A comparative study of machine learning models and dynamic ensemble selection approaches to identify chronic diseases

Abstract

Chronic diseases (CDs) are the leading cause of death globally, significantly increasing the risk of acute clinical complications and imposing a substantial economic burden on healthcare systems. The most prevalent CDs include respiratory diseases, cancer, cardiovascular diseases (CVDs), and diabetes. Machine learning (ML) models have demonstrated remarkable success in various clinical tasks, such as predicting hospitalizations, assessing patient mortality risk, and identifying disease risk factors. In recent years, ensemble methods have shown excellent results across multiple domains. Specifically, dynamic ensemble selection (DES) approaches, which automatically select ensemble ML models, have proven highly effective in predictive applications. However, few studies have explored the use of DES for predictive tasks in clinical settings. The objective of this Master’s thesis is to evaluate and compare the predictive performance of various DES approaches in identifying different chronic diseases.
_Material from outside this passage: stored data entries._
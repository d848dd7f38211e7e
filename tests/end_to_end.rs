//! End-to-end scenarios: compile an SL program, run the resulting
//! instruction listing on a small interpreter of the target register VM,
//! and check the output stream.

use std::collections::HashMap;

/// A direct interpreter of the register VM's instruction set.
/// Not part of the compiler itself (the VM is a fixed external target);
/// this exists only so these tests can check compiled output actually
/// does what it claims to, instead of just pattern-matching emitted
/// mnemonics.
struct Vm {
    regs: HashMap<char, i64>,
    mem: Vec<i64>,
    pc: usize,
    input: std::collections::VecDeque<i64>,
    output: Vec<i64>,
}

impl Vm {
    fn new(input: &[i64]) -> Self {
        let mut regs = HashMap::new();
        for r in 'a'..='h' {
            regs.insert(r, 0);
        }
        Vm {
            regs,
            mem: vec![0; 64],
            pc: 0,
            input: input.iter().copied().collect(),
            output: Vec::new(),
        }
    }

    fn reg(&mut self, name: char) -> i64 {
        *self.regs.get(&name).unwrap()
    }

    fn set_reg(&mut self, name: char, value: i64) {
        self.regs.insert(name, value);
    }

    fn cell(&mut self, addr: usize) -> i64 {
        if addr >= self.mem.len() {
            self.mem.resize(addr + 1, 0);
        }
        self.mem[addr]
    }

    fn set_cell(&mut self, addr: usize, value: i64) {
        if addr >= self.mem.len() {
            self.mem.resize(addr + 1, 0);
        }
        self.mem[addr] = value;
    }

    /// Run to HALT, bailing out after a generous step budget so a bug
    /// that produces an infinite loop fails the test instead of hanging
    /// the suite.
    fn run(&mut self, program: &[Instr]) -> Vec<i64> {
        let mut steps = 0usize;
        loop {
            steps += 1;
            assert!(steps < 1_000_000, "program did not halt within budget");
            let instr = program.get(self.pc).unwrap_or_else(|| {
                panic!("pc {} ran off the end of a {}-instruction program", self.pc, program.len())
            });
            match instr {
                Instr::Rst(r) => {
                    self.set_reg(*r, 0);
                    self.pc += 1;
                }
                Instr::Inc(r) => {
                    let v = self.reg(*r);
                    self.set_reg(*r, v + 1);
                    self.pc += 1;
                }
                Instr::Dec(r) => {
                    let v = self.reg(*r);
                    self.set_reg(*r, (v - 1).max(0));
                    self.pc += 1;
                }
                Instr::Shl(r) => {
                    let v = self.reg(*r);
                    self.set_reg(*r, v << 1);
                    self.pc += 1;
                }
                Instr::Shr(r) => {
                    let v = self.reg(*r);
                    self.set_reg(*r, v >> 1);
                    self.pc += 1;
                }
                Instr::Load(k) => {
                    let v = self.cell(*k);
                    self.set_reg('a', v);
                    self.pc += 1;
                }
                Instr::Store(k) => {
                    let v = self.reg('a');
                    self.set_cell(*k, v);
                    self.pc += 1;
                }
                Instr::Rload(r) => {
                    let addr = self.reg(*r) as usize;
                    let v = self.cell(addr);
                    self.set_reg('a', v);
                    self.pc += 1;
                }
                Instr::Rstore(r) => {
                    let addr = self.reg(*r) as usize;
                    let v = self.reg('a');
                    self.set_cell(addr, v);
                    self.pc += 1;
                }
                Instr::Add(r) => {
                    let a = self.reg('a');
                    let v = self.reg(*r);
                    self.set_reg('a', a + v);
                    self.pc += 1;
                }
                Instr::Sub(r) => {
                    let a = self.reg('a');
                    let v = self.reg(*r);
                    self.set_reg('a', (a - v).max(0));
                    self.pc += 1;
                }
                Instr::Swp(r) => {
                    let a = self.reg('a');
                    let v = self.reg(*r);
                    self.set_reg('a', v);
                    self.set_reg(*r, a);
                    self.pc += 1;
                }
                Instr::Jump(k) => self.pc = *k,
                Instr::Jzero(k) => {
                    self.pc = if self.reg('a') == 0 { *k } else { self.pc + 1 };
                }
                Instr::Jpos(k) => {
                    self.pc = if self.reg('a') > 0 { *k } else { self.pc + 1 };
                }
                Instr::Read => {
                    let v = self.input.pop_front().expect("program read past end of input");
                    self.set_reg('a', v);
                    self.pc += 1;
                }
                Instr::Write => {
                    let v = self.reg('a');
                    self.output.push(v);
                    self.pc += 1;
                }
                Instr::Call(k) => {
                    self.set_reg('a', (self.pc + 1) as i64);
                    self.pc = *k;
                }
                Instr::Rtrn => {
                    self.pc = self.reg('a') as usize;
                }
                Instr::Halt => return std::mem::take(&mut self.output),
            }
        }
    }
}

#[derive(Debug, Clone, Copy)]
enum Instr {
    Rst(char),
    Inc(char),
    Dec(char),
    Shl(char),
    Shr(char),
    Load(usize),
    Store(usize),
    Rload(char),
    Rstore(char),
    Add(char),
    Sub(char),
    Swp(char),
    Jump(usize),
    Jzero(usize),
    Jpos(usize),
    Read,
    Write,
    Call(usize),
    Rtrn,
    Halt,
}

fn parse_program(text: &str) -> Vec<Instr> {
    text.lines().filter(|l| !l.is_empty()).map(parse_instr).collect()
}

fn parse_instr(line: &str) -> Instr {
    let mut parts = line.split_whitespace();
    let op = parts.next().expect("blank instruction line");
    let arg = parts.next();
    let reg = || arg.unwrap().chars().next().unwrap();
    let idx = || arg.unwrap().parse::<usize>().unwrap();
    match op {
        "RST" => Instr::Rst(reg()),
        "INC" => Instr::Inc(reg()),
        "DEC" => Instr::Dec(reg()),
        "SHL" => Instr::Shl(reg()),
        "SHR" => Instr::Shr(reg()),
        "LOAD" => Instr::Load(idx()),
        "STORE" => Instr::Store(idx()),
        "RLOAD" => Instr::Rload(reg()),
        "RSTORE" => Instr::Rstore(reg()),
        "ADD" => Instr::Add(reg()),
        "SUB" => Instr::Sub(reg()),
        "SWP" => Instr::Swp(reg()),
        "JUMP" => Instr::Jump(idx()),
        "JZERO" => Instr::Jzero(idx()),
        "JPOS" => Instr::Jpos(idx()),
        "READ" => Instr::Read,
        "WRITE" => Instr::Write,
        "CALL" => Instr::Call(idx()),
        "RTRN" => Instr::Rtrn,
        "HALT" => Instr::Halt,
        other => panic!("unknown instruction {other}"),
    }
}

fn run_program(src: &str, input: &[i64]) -> Vec<i64> {
    let text = slc::compile(src).expect("program should compile");
    let program = parse_program(&text);
    Vm::new(input).run(&program)
}

#[test]
fn scenario_1_mod_div_add_sub() {
    let src = "PROGRAM IS a, b IN \
        READ a; READ b; \
        WRITE a % b; WRITE a / b; WRITE a + b; WRITE a - b; \
        END";
    assert_eq!(run_program(src, &[12, 8]), vec![4, 1, 20, 4]);
}

#[test]
fn scenario_2_division_by_zero_yields_zero() {
    let src = "PROGRAM IS a, b IN \
        READ a; READ b; \
        WRITE a % b; WRITE a / b; WRITE a + b; WRITE a - b; \
        END";
    assert_eq!(run_program(src, &[10, 0]), vec![0, 0, 10, 10]);
}

#[test]
fn scenario_3_gcd_via_repeated_mod() {
    let src = "PROGRAM IS m, n, r IN \
        READ m; READ n; \
        WHILE n != 0 DO \
            r := m % n; \
            m := n; \
            n := r; \
        ENDWHILE \
        WRITE m; \
        END";
    assert_eq!(run_program(src, &[21, 14]), vec![7]);
}

#[test]
fn scenario_4_factorial_then_fibonacci() {
    let src = "PROGRAM IS n, fact, i, a, b, temp IN \
        READ n; \
        fact := 1; \
        FOR i FROM 1 TO n DO fact := fact * i; ENDFOR \
        WRITE fact; \
        a := 0; b := 1; \
        FOR i FROM 1 TO n DO temp := a + b; a := b; b := temp; ENDFOR \
        WRITE a; \
        END";
    assert_eq!(run_program(src, &[5]), vec![120, 5]);
}

#[test]
fn scenario_5_power_mod() {
    let src = "PROGRAM IS base, exp, m, result, i IN \
        READ base; READ exp; READ m; \
        result := 1; \
        FOR i FROM 1 TO exp DO result := result * base; ENDFOR \
        result := result % m; \
        WRITE result; \
        END";
    assert_eq!(run_program(src, &[2, 10, 7]), vec![2]);
}

#[test]
fn scenario_6_for_loop_accumulation() {
    let src = "PROGRAM IS n, sum, i, limit IN \
        READ n; \
        sum := 0; \
        limit := n - 1; \
        FOR i FROM 0 TO limit DO sum := sum + i; ENDFOR \
        WRITE sum; \
        END";
    assert_eq!(run_program(src, &[10]), vec![45]);
}

#[test]
fn downto_loop_counts_down_inclusive() {
    let src = "PROGRAM IS n, sum, i IN \
        READ n; \
        sum := 0; \
        FOR i FROM n DOWNTO 1 DO sum := sum + i; ENDFOR \
        WRITE sum; \
        END";
    assert_eq!(run_program(src, &[5]), vec![15]);
}

#[test]
fn array_read_write_roundtrip() {
    let src = "PROGRAM IS t[1:5], i, total IN \
        FOR i FROM 1 TO 5 DO t[i] := i * 2; ENDFOR \
        total := 0; \
        FOR i FROM 1 TO 5 DO total := total + t[i]; ENDFOR \
        WRITE total; \
        END";
    assert_eq!(run_program(src, &[]), vec![30]);
}

#[test]
fn procedure_call_with_reference_and_value_parameters() {
    let src = "PROCEDURE addone(I x, y) IS IN y := x + 1; END \
        PROGRAM IS a, b IN \
        a := 41; \
        addone(a, b); \
        WRITE b; \
        END";
    assert_eq!(run_program(src, &[]), vec![42]);
}

#[test]
fn procedure_call_with_array_reference() {
    let src = "PROCEDURE zero_out(T arr, n) IS i IN \
        FOR i FROM 1 TO n DO arr[i] := 0; ENDFOR \
        END \
        PROGRAM IS t[1:3], sum, i, three IN \
        t[1] := 7; t[2] := 8; t[3] := 9; \
        three := 3; \
        zero_out(t, three); \
        sum := 0; \
        FOR i FROM 1 TO 3 DO sum := sum + t[i]; ENDFOR \
        WRITE sum; \
        END";
    assert_eq!(run_program(src, &[]), vec![0]);
}

#[test]
fn peephole_optimization_is_semantics_preserving() {
    use slc::config::CompilerConfig;

    let src = "PROGRAM IS a, b IN \
        READ a; READ b; \
        WRITE a % b; WRITE a / b; WRITE a + b; WRITE a - b; \
        END";

    let optimized = slc::compile(src).unwrap();
    let unoptimized =
        slc::compile_with_config(src, &CompilerConfig::new().with_optimize(false)).unwrap();

    let optimized_program = parse_program(&optimized);
    let unoptimized_program = parse_program(&unoptimized);

    let out_opt = Vm::new(&[12, 8]).run(&optimized_program);
    let out_unopt = Vm::new(&[12, 8]).run(&unoptimized_program);
    assert_eq!(out_opt, out_unopt);
    assert_eq!(out_opt, vec![4, 1, 20, 4]);
}

#[test]
fn compilation_is_deterministic() {
    let src = "PROGRAM IS a IN a := 7; WRITE a; END";
    assert_eq!(slc::compile(src).unwrap(), slc::compile(src).unwrap());
}

#[test]
fn every_jump_target_is_a_valid_instruction_index() {
    let src = "PROGRAM IS n, sum, i, limit IN \
        READ n; sum := 0; \
        limit := n - 1; \
        FOR i FROM 0 TO limit DO sum := sum + i; ENDFOR \
        WRITE sum; \
        END";
    let text = slc::compile(src).unwrap();
    let lines: Vec<&str> = text.lines().filter(|l| !l.is_empty()).collect();
    for line in &lines {
        let mut parts = line.split_whitespace();
        let op = parts.next().unwrap();
        if matches!(op, "JUMP" | "JZERO" | "JPOS" | "CALL") {
            let target: usize = parts.next().unwrap().parse().unwrap();
            assert!(target < lines.len(), "{line} targets out of range index");
        }
    }
}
To achieve this, several public datasets of patients diagnosed with CDs, including CVDs, diabetes, and skin cancer, were analyzed. Multiple ML models, such as Random Forest Classifier, Logistic Regression, K-Nearest Neighbor and Support Vector Machines, were employed as base learners in the DES framework. The results demonstrated that KNOP (a dynamic ensemble selection technique being used) consistently outperformed both traditional classifiers and other DES methods across most datasets, particularly excelling in precision and recall, making it the most reliable model for minimizing false positives and false negatives predictions. Traditional classifiers, such as Random Forest and SVC, also showed competitive performance, especially in terms of specificity and accuracy, proving to be robust options in more general settings. The findings suggest that DES techniques, particularly KNOP, offer a balanced and highly effective approach for predictive tasks in chronic disease identification.